DOCUMENT RETENTION COMPLIANCE
In today’s world with the rising number of identity theft cases, Federal and State regulations are very strict in terms of document handling and destruction. This is especially true for the medical, financial, and legal fields.
These regulations and retention compliance guidelines are built to protect personal information. However, as with anything in this world, the laws must update to keep up with the criminals and can easily become difficult to navigate.
SOME OF THESE REGULATIONS AND RETENTION COMPLIANCE GUIDELINES INCLUDE:
- HIPAA: passing in 1996, this law regulates Personal Health Information, or PHI. This law put regulations in place to protect the patients’ private records as well as to prohibit the sharing of these records. Medical offices and healthcare professionals need to take great care in hiring a HIPAA compliant document shredding company so as to not face large fines.

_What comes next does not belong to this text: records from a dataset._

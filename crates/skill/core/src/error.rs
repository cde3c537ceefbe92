//! Common error infrastructure for skill-core.
//!
//! Errors fall into three families:
//!
//! - [`ConfigError`]: a skill or block definition is malformed. Raised only while
//!   building or validating, never while a cast is running.
//! - [`CastRejection`]: a cast request failed a precondition. Expected and cheap;
//!   the request is dropped with no state change.
//! - Runtime failures are not errors at all: blocks report them through
//!   [`BlockStatus`](crate::BlockStatus) and the orchestrator turns them into
//!   lifecycle events.

use crate::block::BlockCategory;
use crate::capability::ResourceKind;

/// Result of a context-free configuration check.
pub type ValidationResult = Result<(), ConfigError>;

/// Severity level of an error, used for categorization and recovery strategies.
#[derive(Clone, Copy, Debug, PartialEq, Eq, Hash)]
#[cfg_attr(feature = "serde", derive(serde::Serialize, serde::Deserialize))]
pub enum ErrorSeverity {
    /// Retrying later (or with different input) may succeed.
    ///
    /// Examples: skill on cooldown, not enough mana
    Recoverable,

    /// The definition itself is wrong and must be fixed by the author.
    ///
    /// Examples: unknown block id, illegal block order
    Validation,

    /// Unexpected inconsistency that indicates a bug.
    Internal,

    /// Unrecoverable.
    Fatal,
}

impl ErrorSeverity {
    /// Returns a human-readable description of this severity level.
    pub const fn as_str(&self) -> &'static str {
        match self {
            Self::Recoverable => "recoverable",
            Self::Validation => "validation",
            Self::Internal => "internal",
            Self::Fatal => "fatal",
        }
    }

    /// Returns true if this error is potentially recoverable.
    pub const fn is_recoverable(&self) -> bool {
        matches!(self, Self::Recoverable)
    }
}

/// Common trait for all skill-core errors.
///
/// Provides a uniform interface for classification so the runtime can pick a
/// log level and tests can match on stable codes.
pub trait SkillError: core::fmt::Display + core::fmt::Debug {
    /// Returns the severity level of this error.
    fn severity(&self) -> ErrorSeverity;

    /// Returns a static string identifier for this error variant.
    fn error_code(&self) -> &'static str;
}

// ============================================================================
// Grammar
// ============================================================================

/// First illegal adjacency found while walking a block sequence.
#[derive(Clone, Copy, Debug, PartialEq, Eq, thiserror::Error)]
#[cfg_attr(feature = "serde", derive(serde::Serialize, serde::Deserialize))]
#[error("block {index} ({current}) may not {}", placement(.previous))]
pub struct GrammarViolation {
    /// Index of the offending entry.
    pub index: usize,
    /// Category of the entry before it (`None` when the entry opens the sequence).
    pub previous: Option<BlockCategory>,
    /// Category of the offending entry.
    pub current: BlockCategory,
}

fn placement(previous: &Option<BlockCategory>) -> String {
    match previous {
        Some(previous) => format!("follow a {previous} block"),
        None => "start a sequence".to_owned(),
    }
}

// ============================================================================
// Configuration Errors
// ============================================================================

/// Errors raised while building or validating skill definitions.
#[derive(Clone, Debug, PartialEq, thiserror::Error)]
pub enum ConfigError {
    /// No factory is registered under this id.
    #[error("unknown block id `{id}`")]
    UnknownBlock { id: String },

    /// A required authoring parameter was not supplied.
    #[error("block `{block}` is missing parameter `{param}`")]
    MissingParameter { block: String, param: String },

    /// A parameter had the wrong type or an unusable value.
    #[error("block `{block}` has invalid parameter `{param}`: {reason}")]
    InvalidParameter {
        block: String,
        param: String,
        reason: String,
    },

    /// A magnitude or duration was negative.
    #[error("`{field}` of `{owner}` must not be negative (got {value})")]
    NegativeValue {
        owner: String,
        field: &'static str,
        value: f32,
    },

    /// A skill was built without any blocks.
    #[error("skill `{skill}` has no blocks")]
    EmptySequence { skill: String },

    /// The block categories are in an illegal order.
    #[error("skill `{skill}`: {violation}")]
    Grammar {
        skill: String,
        #[source]
        violation: GrammarViolation,
    },

    /// A skill was used where a validated one is required.
    #[error("skill `{skill}` has not passed validation")]
    NotValidated { skill: String },
}

impl ConfigError {
    pub(crate) fn negative(owner: impl Into<String>, field: &'static str, value: f32) -> Self {
        Self::NegativeValue {
            owner: owner.into(),
            field,
            value,
        }
    }

    pub(crate) fn invalid(
        block: impl Into<String>,
        param: impl Into<String>,
        reason: impl Into<String>,
    ) -> Self {
        Self::InvalidParameter {
            block: block.into(),
            param: param.into(),
            reason: reason.into(),
        }
    }

    /// Returns the grammar violation carried by this error, if any.
    pub fn violation(&self) -> Option<&GrammarViolation> {
        match self {
            Self::Grammar { violation, .. } => Some(violation),
            _ => None,
        }
    }
}

impl SkillError for ConfigError {
    fn severity(&self) -> ErrorSeverity {
        ErrorSeverity::Validation
    }

    fn error_code(&self) -> &'static str {
        match self {
            Self::UnknownBlock { .. } => "CONFIG_UNKNOWN_BLOCK",
            Self::MissingParameter { .. } => "CONFIG_MISSING_PARAMETER",
            Self::InvalidParameter { .. } => "CONFIG_INVALID_PARAMETER",
            Self::NegativeValue { .. } => "CONFIG_NEGATIVE_VALUE",
            Self::EmptySequence { .. } => "CONFIG_EMPTY_SEQUENCE",
            Self::Grammar { .. } => "CONFIG_GRAMMAR",
            Self::NotValidated { .. } => "CONFIG_NOT_VALIDATED",
        }
    }
}

// ============================================================================
// Cast Rejections
// ============================================================================

/// Why a cast request was refused before anything happened.
#[derive(Clone, Copy, Debug, PartialEq, Eq, thiserror::Error)]
#[cfg_attr(feature = "serde", derive(serde::Serialize, serde::Deserialize))]
pub enum CastRejection {
    /// No instance is registered under the given handle.
    #[error("unknown skill instance")]
    UnknownInstance,

    /// The instance is still cooling down.
    #[error("skill is on cooldown")]
    OnCooldown,

    /// The instance is already casting.
    #[error("skill is already casting")]
    Casting,

    /// Passive skills are never cast.
    #[error("passive skills cannot be cast")]
    Passive,

    /// The bound skill never passed validation.
    #[error("skill has not passed validation")]
    NotValidated,

    /// The owner no longer exists in the world.
    #[error("owner is not available")]
    OwnerUnavailable,

    /// The explicit target no longer exists in the world.
    #[error("target is not available")]
    InvalidTarget,

    /// The instance level is below the skill's requirement.
    #[error("requires level {required}, instance is level {actual}")]
    LevelTooLow { required: u32, actual: u32 },

    /// The explicit target is beyond the skill's range.
    #[error("target is out of range")]
    OutOfRange,

    /// The owner cannot pay the resource cost.
    #[error("not enough {0}")]
    InsufficientResource(ResourceKind),
}

impl SkillError for CastRejection {
    fn severity(&self) -> ErrorSeverity {
        match self {
            Self::UnknownInstance | Self::NotValidated => ErrorSeverity::Validation,
            _ => ErrorSeverity::Recoverable,
        }
    }

    fn error_code(&self) -> &'static str {
        match self {
            Self::UnknownInstance => "CAST_UNKNOWN_INSTANCE",
            Self::OnCooldown => "CAST_ON_COOLDOWN",
            Self::Casting => "CAST_ALREADY_CASTING",
            Self::Passive => "CAST_PASSIVE",
            Self::NotValidated => "CAST_NOT_VALIDATED",
            Self::OwnerUnavailable => "CAST_OWNER_UNAVAILABLE",
            Self::InvalidTarget => "CAST_INVALID_TARGET",
            Self::LevelTooLow { .. } => "CAST_LEVEL_TOO_LOW",
            Self::OutOfRange => "CAST_OUT_OF_RANGE",
            Self::InsufficientResource(_) => "CAST_INSUFFICIENT_RESOURCE",
        }
    }
}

- FACTA: The Fair and Accurate Credit Transactions Act is an all-encompassing law which enforces business of all sizes, even those employing one person, to shred all personnel-related documents before throwing them out in order to try to prevent dumpster divers from capturing sensitive, personal information. Unlike the other regulations, this one is not industry specific.
- RED FLAG: This is a law issued by the FTC, NCUA, and the federal bank regulatory agencies as part of the FACTA regulation was created to help stop identity theft. The law requires financial organizations and creditors to create written theft prevention programs.

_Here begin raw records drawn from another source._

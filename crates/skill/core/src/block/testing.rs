//! Test doubles shared by block and skill tests.

use std::sync::Arc;
use std::sync::atomic::{AtomicUsize, Ordering};

use glam::Vec3;

use crate::arena::{ArenaWorld, EntitySpec};
use crate::block::{Block, BlockCategory, BlockRef, BlockStatus};
use crate::capability::World;
use crate::context::{ExecutionContext, ExecutionId, SkillRng};
use crate::entity::Faction;

/// Block returning a fixed status and counting its calls.
#[derive(Clone, Debug)]
pub(crate) struct Stub {
    status: BlockStatus,
    category: BlockCategory,
    ready: bool,
    calls: Arc<AtomicUsize>,
}

impl Stub {
    pub(crate) fn new(status: BlockStatus, category: BlockCategory) -> Self {
        Self {
            status,
            category,
            ready: true,
            calls: Arc::new(AtomicUsize::new(0)),
        }
    }

    /// An effect whose `can_execute` always refuses.
    pub(crate) fn unready() -> Self {
        Self {
            ready: false,
            ..Self::success()
        }
    }

    pub(crate) fn success() -> Self {
        Self::new(BlockStatus::Success, BlockCategory::Effect)
    }

    pub(crate) fn failure() -> Self {
        Self::new(BlockStatus::Failure, BlockCategory::Effect)
    }

    pub(crate) fn calls(&self) -> usize {
        self.calls.load(Ordering::SeqCst)
    }

    pub(crate) fn block(&self) -> BlockRef {
        Arc::new(self.clone())
    }
}

impl Block for Stub {
    fn id(&self) -> &str {
        "stub"
    }

    fn category(&self) -> BlockCategory {
        self.category
    }

    fn can_execute(&self, _ctx: &ExecutionContext, _world: &dyn World) -> bool {
        self.ready
    }

    fn execute(&self, _ctx: &mut ExecutionContext, _world: &mut dyn World) -> BlockStatus {
        self.calls.fetch_add(1, Ordering::SeqCst);
        self.status
    }
}

/// A world with a source (#0) and one enemy (#1), and a context targeting it.
pub(crate) fn scripted_context() -> (ArenaWorld, ExecutionContext) {
    let mut world = ArenaWorld::new();
    let source = world.spawn(EntitySpec::new(Vec3::ZERO, Faction(1)));
    let target = world.spawn(EntitySpec::new(Vec3::X, Faction(2)));
    let ctx = ExecutionContext::new(ExecutionId(0), source, 1, SkillRng::with_seed(0))
        .with_targets([target]);
    (world, ctx)
}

- GRAMM LEACH BLILEY ACT: this law, signed in 1999, is also known as the Financial Modernization Act of 1999, requires financial organizations to provide customers with written privacy notices that explain the information sharing practices of the organization. It is broken into three parts, Privacy, Safeguards, and Pretexting Provisions. Of these, the Safeguards Rule states that financial organizations have certain security programs and protocols to protect the private information that they gather.
SHRED LEVEL STANDARD
GUARANTEED DOCUMENT SECURITY
When purchasing a paper shredder for either your home or office, there is a lot to consider. Besides the obvious: the price, shredding capacity and ability to handle paper fasteners; you need to think about the security that the machine offers.

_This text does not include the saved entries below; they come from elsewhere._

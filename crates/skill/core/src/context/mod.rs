//! Per-execution state shared by every block of one cast.
//!
//! An [`ExecutionContext`] is created when a cast is accepted and dropped when
//! the execution ends. Blocks are stateless; anything that must survive between
//! blocks (variables, the RNG, deferred composite progress) lives here.

mod rng;
mod value;

use std::collections::HashMap;

use glam::Vec3;

pub use rng::{SkillRng, compute_seed};
pub use value::{FromValue, Value};

use crate::block::BlockStatus;
use crate::block::composite::CompositeState;
use crate::capability::World;
use crate::entity::EntityId;

/// Well-known variable keys read and written by the built-in blocks.
pub mod keys {
    /// Float multiplier applied to damage output. Defaults to 1.0.
    pub const DAMAGE_MULTIPLIER: &str = "damage.multiplier";
    /// Float total damage applied by the last damage block.
    pub const DAMAGE_TOTAL: &str = "damage.total";
    /// Bool set when the last damage roll was a critical hit.
    pub const DAMAGE_CRITICAL: &str = "damage.critical";
    /// Float multiplier applied to heal output. Defaults to 1.0.
    pub const HEAL_MULTIPLIER: &str = "heal.multiplier";
    /// Float total healing applied by the last heal block.
    pub const HEAL_TOTAL: &str = "heal.total";
    /// Bool set when the last heal roll was a critical.
    pub const HEAL_CRITICAL: &str = "heal.critical";
    /// Int number of targets that accepted the last status.
    pub const STATUS_APPLIED: &str = "status.applied";
    /// Vector destination of the last teleport.
    pub const TELEPORT_DESTINATION: &str = "teleport.destination";
}

/// Identifier of one accepted cast.
#[derive(Clone, Copy, Debug, PartialEq, Eq, Hash, PartialOrd, Ord)]
#[cfg_attr(feature = "serde", derive(serde::Serialize, serde::Deserialize))]
pub struct ExecutionId(pub u64);

impl core::fmt::Display for ExecutionId {
    fn fmt(&self, f: &mut core::fmt::Formatter<'_>) -> core::fmt::Result {
        write!(f, "exec-{}", self.0)
    }
}

/// Caller-supplied input captured at cast time.
#[derive(Clone, Debug, Default, PartialEq)]
pub struct CastInput {
    /// Ground point for aimed skills (used by `ToAimPoint` teleports).
    pub aim_point: Option<Vec3>,
    /// Variables copied into the context before the first block runs.
    pub variables: Vec<(String, Value)>,
}

impl CastInput {
    pub fn aimed_at(point: Vec3) -> Self {
        Self {
            aim_point: Some(point),
            variables: Vec::new(),
        }
    }

    pub fn with_variable(mut self, key: impl Into<String>, value: impl Into<Value>) -> Self {
        self.variables.push((key.into(), value.into()));
        self
    }
}

/// Slot for deferred composite progress: (entry index, composite depth).
type ResumeKey = (usize, u32);

/// Mutable state of one execution.
#[derive(Debug)]
pub struct ExecutionContext {
    id: ExecutionId,
    source: EntityId,
    targets: Vec<EntityId>,
    level: u32,
    variables: HashMap<String, Value>,
    rng: SkillRng,
    started_at: f64,
    input: CastInput,
    delta_time: f32,
    previous_status: Option<BlockStatus>,
    entry: usize,
    depth: u32,
    nesting: u32,
    resume: HashMap<ResumeKey, CompositeState>,
}

impl ExecutionContext {
    pub fn new(id: ExecutionId, source: EntityId, level: u32, rng: SkillRng) -> Self {
        Self {
            id,
            source,
            targets: Vec::new(),
            level,
            variables: HashMap::new(),
            rng,
            started_at: 0.0,
            input: CastInput::default(),
            delta_time: 0.0,
            previous_status: None,
            entry: 0,
            depth: 0,
            nesting: 0,
            resume: HashMap::new(),
        }
    }

    pub fn with_targets(mut self, targets: impl IntoIterator<Item = EntityId>) -> Self {
        self.set_targets(targets);
        self
    }

    /// Installs the cast input and copies its variables into the store.
    pub fn with_input(mut self, input: CastInput) -> Self {
        for (key, value) in &input.variables {
            self.variables.insert(key.clone(), value.clone());
        }
        self.input = input;
        self
    }

    pub fn with_timestamp(mut self, started_at: f64) -> Self {
        self.started_at = started_at;
        self
    }

    /// Builds an isolated context for a sub-skill run on behalf of this one.
    ///
    /// The child shares the execution id and level, gets a fresh variable
    /// store, and draws its RNG seed from this context's stream.
    pub fn spawn_nested(&mut self, source: EntityId) -> Self {
        let rng = self.rng.fork();
        let mut child = Self::new(self.id, source, self.level, rng).with_timestamp(self.started_at);
        child.input = self.input.clone();
        child.nesting = self.nesting + 1;
        child
    }

    // ===== identity =====

    pub fn id(&self) -> ExecutionId {
        self.id
    }

    pub fn source(&self) -> EntityId {
        self.source
    }

    pub fn level(&self) -> u32 {
        self.level
    }

    pub fn started_at(&self) -> f64 {
        self.started_at
    }

    pub fn input(&self) -> &CastInput {
        &self.input
    }

    /// How many `ForEachTarget` levels sit above this context.
    pub fn nesting_depth(&self) -> u32 {
        self.nesting
    }

    // ===== targets =====

    pub fn targets(&self) -> &[EntityId] {
        &self.targets
    }

    /// Replaces the target list, dropping duplicates while keeping order.
    pub fn set_targets(&mut self, targets: impl IntoIterator<Item = EntityId>) {
        self.targets.clear();
        for target in targets {
            self.add_target(target);
        }
    }

    pub fn add_target(&mut self, target: EntityId) {
        if !self.targets.contains(&target) {
            self.targets.push(target);
        }
    }

    pub fn remove_target(&mut self, target: EntityId) -> bool {
        let before = self.targets.len();
        self.targets.retain(|t| *t != target);
        self.targets.len() != before
    }

    /// Drops targets that no longer exist. Returns how many were removed.
    pub fn prune_targets(&mut self, world: &dyn World) -> usize {
        let before = self.targets.len();
        self.targets.retain(|t| world.is_alive(*t));
        before - self.targets.len()
    }

    // ===== variables =====

    /// Reads `key` as `T`, falling back to `default` on a miss or type mismatch.
    pub fn get<T: FromValue>(&self, key: &str, default: T) -> T {
        self.try_get(key).unwrap_or(default)
    }

    pub fn try_get<T: FromValue>(&self, key: &str) -> Option<T> {
        self.variables.get(key).and_then(T::from_value)
    }

    pub fn value(&self, key: &str) -> Option<&Value> {
        self.variables.get(key)
    }

    /// Stores `value` under `key`, replacing any previous value.
    pub fn set(&mut self, key: impl Into<String>, value: impl Into<Value>) {
        self.variables.insert(key.into(), value.into());
    }

    pub fn contains(&self, key: &str) -> bool {
        self.variables.contains_key(key)
    }

    pub fn remove(&mut self, key: &str) -> Option<Value> {
        self.variables.remove(key)
    }

    pub fn variables(&self) -> &HashMap<String, Value> {
        &self.variables
    }

    // ===== randomness =====

    pub fn rng(&mut self) -> &mut SkillRng {
        &mut self.rng
    }

    // ===== stepping =====

    /// Seconds of the current tick left to the running block.
    ///
    /// A resumed block sees the whole tick. A block that starts partway
    /// through a tick sees only the remainder, which it counts as time
    /// already spent since it began.
    pub fn delta_time(&self) -> f32 {
        self.delta_time
    }

    pub fn set_delta_time(&mut self, delta_time: f32) {
        self.delta_time = delta_time.max(0.0);
    }

    /// Runs `f` with `delta_time` seconds of the tick left, then restores the
    /// previous budget.
    pub(crate) fn with_delta_time<R>(
        &mut self,
        delta_time: f32,
        f: impl FnOnce(&mut Self) -> R,
    ) -> R {
        let saved = self.delta_time;
        self.set_delta_time(delta_time);
        let result = f(self);
        self.delta_time = saved;
        result
    }

    /// Status of the entry that ran before the current one.
    pub fn previous_status(&self) -> Option<BlockStatus> {
        self.previous_status
    }

    pub(crate) fn set_previous_status(&mut self, status: Option<BlockStatus>) {
        self.previous_status = status;
    }

    /// Index of the entry currently executing.
    pub fn current_entry(&self) -> usize {
        self.entry
    }

    pub(crate) fn set_current_entry(&mut self, entry: usize) {
        self.entry = entry;
        self.depth = 0;
    }

    /// Runs `f` one composite level deeper, so wrapped composites get their
    /// own resume slot.
    pub(crate) fn nested<R>(&mut self, f: impl FnOnce(&mut Self) -> R) -> R {
        self.depth += 1;
        let result = f(self);
        self.depth -= 1;
        result
    }

    pub(crate) fn take_resume(&mut self) -> Option<CompositeState> {
        self.resume.remove(&(self.entry, self.depth))
    }

    pub(crate) fn store_resume(&mut self, state: CompositeState) {
        self.resume.insert((self.entry, self.depth), state);
    }

    /// Returns true if some composite of the current entry has deferred work.
    pub fn has_pending_work(&self) -> bool {
        self.resume.keys().any(|(entry, _)| *entry == self.entry)
    }

    /// Discards all deferred composite progress.
    pub fn clear_resume(&mut self) {
        self.resume.clear();
    }
}

#[cfg(test)]
mod tests {
    use super::*;

    fn ctx() -> ExecutionContext {
        ExecutionContext::new(ExecutionId(1), EntityId(0), 1, SkillRng::with_seed(0))
    }

    #[test]
    fn typed_get_falls_back_on_mismatch() {
        let mut ctx = ctx();
        ctx.set("flag", true);
        assert_eq!(ctx.get("flag", 2.5f32), 2.5);
        assert!(ctx.get("flag", false));
        assert_eq!(ctx.get("missing", 7i64), 7);
    }

    #[test]
    fn int_reads_as_float_but_not_back() {
        let mut ctx = ctx();
        ctx.set("n", 3i64);
        ctx.set("x", 1.5f64);
        assert_eq!(ctx.get("n", 0.0f64), 3.0);
        assert_eq!(ctx.get("x", 0i64), 0);
    }

    #[test]
    fn last_write_wins() {
        let mut ctx = ctx();
        ctx.set("k", 1i64);
        ctx.set("k", "text");
        assert_eq!(ctx.get("k", String::new()), "text");
        assert_eq!(ctx.remove("k"), Some(Value::Text("text".into())));
        assert!(!ctx.contains("k"));
    }

    #[test]
    fn targets_are_deduplicated() {
        let ctx = ctx().with_targets([EntityId(2), EntityId(3), EntityId(2)]);
        assert_eq!(ctx.targets(), &[EntityId(2), EntityId(3)]);
    }

    #[test]
    fn input_variables_seed_the_store() {
        let input = CastInput::default().with_variable(keys::DAMAGE_MULTIPLIER, 2.0f32);
        let ctx = ctx().with_input(input);
        assert_eq!(ctx.get(keys::DAMAGE_MULTIPLIER, 1.0f32), 2.0);
    }

    #[test]
    fn nested_context_is_isolated() {
        let mut parent = ctx();
        parent.set("k", 1i64);
        let child = parent.spawn_nested(EntityId(5));
        assert_eq!(child.source(), EntityId(5));
        assert!(!child.contains("k"));
        assert_eq!(child.nesting_depth(), 1);
        assert_eq!(child.id(), parent.id());
    }
}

WHAT IS YOUR SHRED LEVEL STANDARD?
There are several types of shredders available and they range in security level:
STRIP-CUT
The most basic and least secure. Rotating knives cut paper into narrow strips
CROSS-CUT (CONFETTI-CUT)
2 rotating drums can cut rectangular, parallelogram, or diamond-shape pieces
PARTICLE-CUT
Creates tiny squares or circular shapes
PIERCE-AND-TEAR
Rotating blades that pierce the paper and then tear it apart
INTERNATIONAL SECURITY LEVEL STANDARD
The previous security shred level standard has recently been upgraded to now 7 Levels of security (http://www.din-66399.com/index.php/en/securitylevels). This means that depending on which Protection Class your documents fall under, you need to adhere to the qualified security standard in order to remain in compliance with regulations. The security levels dictate the width and particle size for the respective class of documents. These depend on whether they are general internal documents or internal documents that contain sensitive data, all the way up to documents that contain strictly confidential information. The most secure standard receives approval by the NSA/CSS for top-secret document shredding.
While most professionals don’t need that level of security, any business that needs to meet FACTA requirements needs to use a shredder with a security level above 4, and some will need a security level of 6 which is for confidential information. It should be noted that HIPAA does not have a minimum required security level, but it is recommended to at least use a shredder with a security level of 3, with cross-cut as the preferred method of destruction.